Commenting on the challenge, Jo says: “It’s wonderful and fantastic and I think Andrew would be absolutely thrilled that they’ve done it in his memory. In fact, I think he would have been overwhelmed by it.

“Andrew was such an advocate for the cancer care he got at Maggie’s and the Freeman Hospital. It was a great shame he wasn’t well enough to undertake the clinical trial through the Sir Bobby Centre at the end.

“And Maggie’s, for me, is the place I came when he was diagnosed and I spent a lot of time here. It got me through a really bad time.”

Andrew Grounsell, from Newcastle, was a talented architect and father-of-two. He worked alongside Luke and Darren at digital construction and design specialists, Space Group, and died last year from bowel cancer aged just 54.

Luke Westoe says: “I’m exhausted but relieved to have finished. And very happy that everyone’s come out to welcome us back to Newcastle because it’s been a very long 10 days. Ultimately, it’s been worth it though.

“Last night we had dinner with Andrew’s brother in Edinburgh and meeting Andrew’s mum here today, you can see what it means to her. I’m sure Andrew would have thanked us if he could.

“This has been a long time in the making. We’ve been planning it for six or seven months so, now it’s over, there are a lot of emotions.

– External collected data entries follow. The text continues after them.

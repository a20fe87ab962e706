use virt::connect::Connect;
use virt::domain::Domain;
use virt::domain_snapshot::DomainSnapshot;
use virt::error as virt_error;

use crate::machine::{Machine, MachineError, PowerState, SnapshotInfo};

const GUEST_AGENT_CHANNEL: &str = "org.qemu.guest_agent.0";

/// A libvirt domain resolved once over a single authenticated connection.
pub struct LibvirtMachine {
    conn: Option<Connect>,
    domain: Domain,
    name: String,
    uri: String,
}

impl LibvirtMachine {
    /// Open `uri` and resolve `name`. Authentication is whatever the URI
    /// implies (ssh agent, polkit, SASL client config).
    pub fn connect(uri: &str, name: &str) -> Result<Self, MachineError> {
        // Keep libvirt from printing its own errors to stderr.
        virt_error::clear_error_callback();

        let mut conn = Connect::open(Some(uri)).map_err(|e| MachineError::Connect {
            uri: uri.to_string(),
            message: e.to_string(),
        })?;

        let domain = match Domain::lookup_by_name(&conn, name) {
            Ok(domain) => domain,
            Err(_) => {
                conn.close().ok();
                return Err(MachineError::DomainNotFound {
                    name: name.to_string(),
                    uri: uri.to_string(),
                });
            }
        };

        tracing::info!(uri, domain = name, "domain resolved");
        Ok(Self {
            conn: Some(conn),
            domain,
            name: name.to_string(),
            uri: uri.to_string(),
        })
    }

    fn lookup_snapshot(&self, name: &str) -> Result<DomainSnapshot, MachineError> {
        DomainSnapshot::lookup_by_name(&self.domain, name, 0).map_err(|_| {
            MachineError::SnapshotNotFound {
                name: name.to_string(),
            }
        })
    }

    fn ip_addresses(&self) -> Vec<String> {
        let Ok(ifaces) = self
            .domain
            .interface_addresses(virt::sys::VIR_DOMAIN_INTERFACE_ADDRESSES_SRC_LEASE, 0)
        else {
            return Vec::new();
        };
        ifaces
            .iter()
            .flat_map(|iface| iface.addrs.iter().map(|a| a.addr.clone()))
            .collect()
    }
}

impl Machine for LibvirtMachine {
    fn name(&self) -> &str {
        &self.name
    }

    fn power_state(&self) -> Result<PowerState, MachineError> {
        let info = self
            .domain
            .get_info()
            .map_err(|e| MachineError::operation("power state query", e))?;
        Ok(power_state_from_raw(info.state))
    }

    fn start(&mut self) -> Result<(), MachineError> {
        self.domain
            .create()
            .map(|_| ())
            .map_err(|e| MachineError::operation("power on", e))
    }

    fn stop(&mut self) -> Result<(), MachineError> {
        self.domain
            .destroy()
            .map(|_| ())
            .map_err(|e| MachineError::operation("power off", e))
    }

    fn reset(&mut self) -> Result<(), MachineError> {
        self.domain
            .reset()
            .map(|_| ())
            .map_err(|e| MachineError::operation("reset", e))
    }

    fn has_guest_agent(&self) -> Result<bool, MachineError> {
        let xml = self
            .domain
            .get_xml_desc(0)
            .map_err(|e| MachineError::operation("domain XML query", e))?;
        Ok(guest_agent_connected(&xml))
    }

    fn guest_shutdown(&mut self) -> Result<(), MachineError> {
        self.domain
            .shutdown_flags(virt::sys::VIR_DOMAIN_SHUTDOWN_GUEST_AGENT)
            .map(|_| ())
            .map_err(|e| MachineError::operation("guest shutdown", e))
    }

    fn guest_reboot(&mut self) -> Result<(), MachineError> {
        self.domain
            .reboot(virt::sys::VIR_DOMAIN_REBOOT_GUEST_AGENT)
            .map(|_| ())
            .map_err(|e| MachineError::operation("guest reboot", e))
    }

    fn snapshots(&self) -> Result<Vec<SnapshotInfo>, MachineError> {
        let snapshots = self
            .domain
            .list_all_snapshots(0)
            .map_err(|e| MachineError::operation("snapshot listing", e))?;

        let mut out = Vec::with_capacity(snapshots.len());
        for snap in snapshots {
            let name = snap
                .get_name()
                .map_err(|e| MachineError::operation("snapshot listing", e))?;
            let created = snap
                .get_xml_desc(0)
                .ok()
                .and_then(|xml| creation_time(&xml));
            out.push(SnapshotInfo { name, created });
        }
        out.sort_by(|a, b| a.created.cmp(&b.created).then_with(|| a.name.cmp(&b.name)));
        Ok(out)
    }

    fn create_snapshot(&mut self, name: &str) -> Result<(), MachineError> {
        let xml = format!(
            "<domainsnapshot><name>{name}</name><description>Created by vmctl</description></domainsnapshot>"
        );
        DomainSnapshot::create_xml(&self.domain, &xml, 0)
            .map(|_| ())
            .map_err(|e| MachineError::operation("snapshot creation", e))
    }

    fn delete_snapshot(&mut self, name: &str) -> Result<(), MachineError> {
        let snap = self.lookup_snapshot(name)?;
        // Synchronous: libvirt returns once the snapshot is merged away.
        snap.delete(0)
            .map(|_| ())
            .map_err(|e| MachineError::operation("snapshot deletion", e))
    }

    fn details(&self) -> Result<Vec<(String, String)>, MachineError> {
        let info = self
            .domain
            .get_info()
            .map_err(|e| MachineError::operation("details query", e))?;
        let state = power_state_from_raw(info.state);

        let mut out = vec![
            ("name".to_string(), self.name.clone()),
            ("endpoint".to_string(), self.uri.clone()),
            ("state".to_string(), state.to_string()),
            ("vcpus".to_string(), info.nr_virt_cpu.to_string()),
            ("memory".to_string(), format!("{} MiB", info.memory / 1024)),
            ("max memory".to_string(), format!("{} MiB", info.max_mem / 1024)),
        ];

        if let Ok(uuid) = self.domain.get_uuid_string() {
            out.push(("uuid".into(), uuid));
        }
        if let Ok(os) = self.domain.get_os_type() {
            out.push(("os type".into(), os));
        }
        if let Ok(autostart) = self.domain.get_autostart() {
            out.push(("autostart".into(), autostart.to_string()));
        }
        if let Ok(snapshots) = self.domain.list_all_snapshots(0) {
            out.push(("snapshots".into(), snapshots.len().to_string()));
        }
        if state.is_on() {
            let agent = self.has_guest_agent().unwrap_or(false);
            out.push(("guest agent".into(), if agent { "connected" } else { "unavailable" }.into()));
            let ips = self.ip_addresses();
            if !ips.is_empty() {
                out.push(("addresses".into(), ips.join(", ")));
            }
        }

        Ok(out)
    }

    fn release(&mut self) {
        if let Some(mut conn) = self.conn.take() {
            if let Err(e) = conn.close() {
                tracing::warn!(uri = %self.uri, error = %e, "failed to close libvirt connection");
            }
        }
    }
}

impl Drop for LibvirtMachine {
    fn drop(&mut self) {
        self.release();
    }
}

/// Map libvirt's raw domain state onto [`PowerState`].
pub fn power_state_from_raw(state: virt::sys::virDomainState) -> PowerState {
    match state {
        virt::sys::VIR_DOMAIN_RUNNING => PowerState::Running,
        virt::sys::VIR_DOMAIN_BLOCKED => PowerState::Running,
        virt::sys::VIR_DOMAIN_PAUSED => PowerState::Paused,
        virt::sys::VIR_DOMAIN_SHUTDOWN => PowerState::ShuttingDown,
        virt::sys::VIR_DOMAIN_SHUTOFF => PowerState::Off,
        virt::sys::VIR_DOMAIN_CRASHED => PowerState::Crashed,
        virt::sys::VIR_DOMAIN_PMSUSPENDED => PowerState::Suspended,
        _ => PowerState::Unknown,
    }
}

/// True when the domain XML declares a guest agent channel whose target
/// reports `state='connected'`.
fn guest_agent_connected(xml: &str) -> bool {
    let Some(pos) = xml.find(GUEST_AGENT_CHANNEL) else {
        return false;
    };
    let start = xml[..pos].rfind('<').unwrap_or(0);
    let end = xml[pos..].find('>').map_or(xml.len(), |i| pos + i);
    let tag = &xml[start..end];
    tag.contains("state='connected'") || tag.contains("state=\"connected\"")
}

/// Extract `<creationTime>` (seconds since epoch) and render it.
fn creation_time(xml: &str) -> Option<String> {
    let start = xml.find("<creationTime>")? + "<creationTime>".len();
    let end = start + xml[start..].find("</creationTime>")?;
    let secs: u64 = xml[start..end].trim().parse().ok()?;
    Some(crate::clock::format_timestamp(secs))
}

#[cfg(test)]
mod tests {
    use super::*;

    #[test]
    fn detects_connected_guest_agent() {
        let xml = r#"<channel type='unix'>
  <source mode='bind'/>
  <target type='virtio' name='org.qemu.guest_agent.0' state='connected'/>
</channel>"#;
        assert!(guest_agent_connected(xml));
    }

    #[test]
    fn disconnected_or_missing_guest_agent() {
        let xml = r#"<target type='virtio' name='org.qemu.guest_agent.0' state='disconnected'/>"#;
        assert!(!guest_agent_connected(xml));
        assert!(!guest_agent_connected("<domain><name>x</name></domain>"));
    }

    #[test]
    fn parses_snapshot_creation_time() {
        let xml = "<domainsnapshot><name>a</name><creationTime>0</creationTime></domainsnapshot>";
        assert_eq!(creation_time(xml), Some("1970-01-01T00-00-00".into()));
        assert_eq!(creation_time("<domainsnapshot/>"), None);
    }

    #[test]
    fn maps_raw_states() {
        assert_eq!(power_state_from_raw(virt::sys::VIR_DOMAIN_RUNNING), PowerState::Running);
        assert_eq!(power_state_from_raw(virt::sys::VIR_DOMAIN_SHUTOFF), PowerState::Off);
        assert!(!power_state_from_raw(virt::sys::VIR_DOMAIN_SHUTOFF).is_on());
    }
}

“The hardest thing for me was climbing the hills. The weather on Scafell Pike was terrible.

“We had to use our GPS to navigate on the top because you couldn’t see a thing and we’d ridden 60 miles on the bike that morning. It was tough to then put our walking boots on and get to the top.

“Now I plan to have a day off and watch the Tour of Britain to see how the professional cyclists do it.”

Darren Purvis says: “For me, the 50 miles we cycled after we came down from Ben Nevis was the hardest part.

“We had to go through Glen Coe and I think we did 7,000 feet of climbing in 50 miles and that was the most tiring.

“It’s been a big adventure and it’s been great knowing what we’re doing it for and knowing everyone was supporting us.

“Even the people we met on the route, from so many different places, they were all interested to know what we were doing and why. And the fact Jo came and rode with us today meant a lot.

“I am a bit sad it’s over but I’m looking forward to sitting on the sofa tonight. And it’s been the longest I’ve been away from my partner and children.”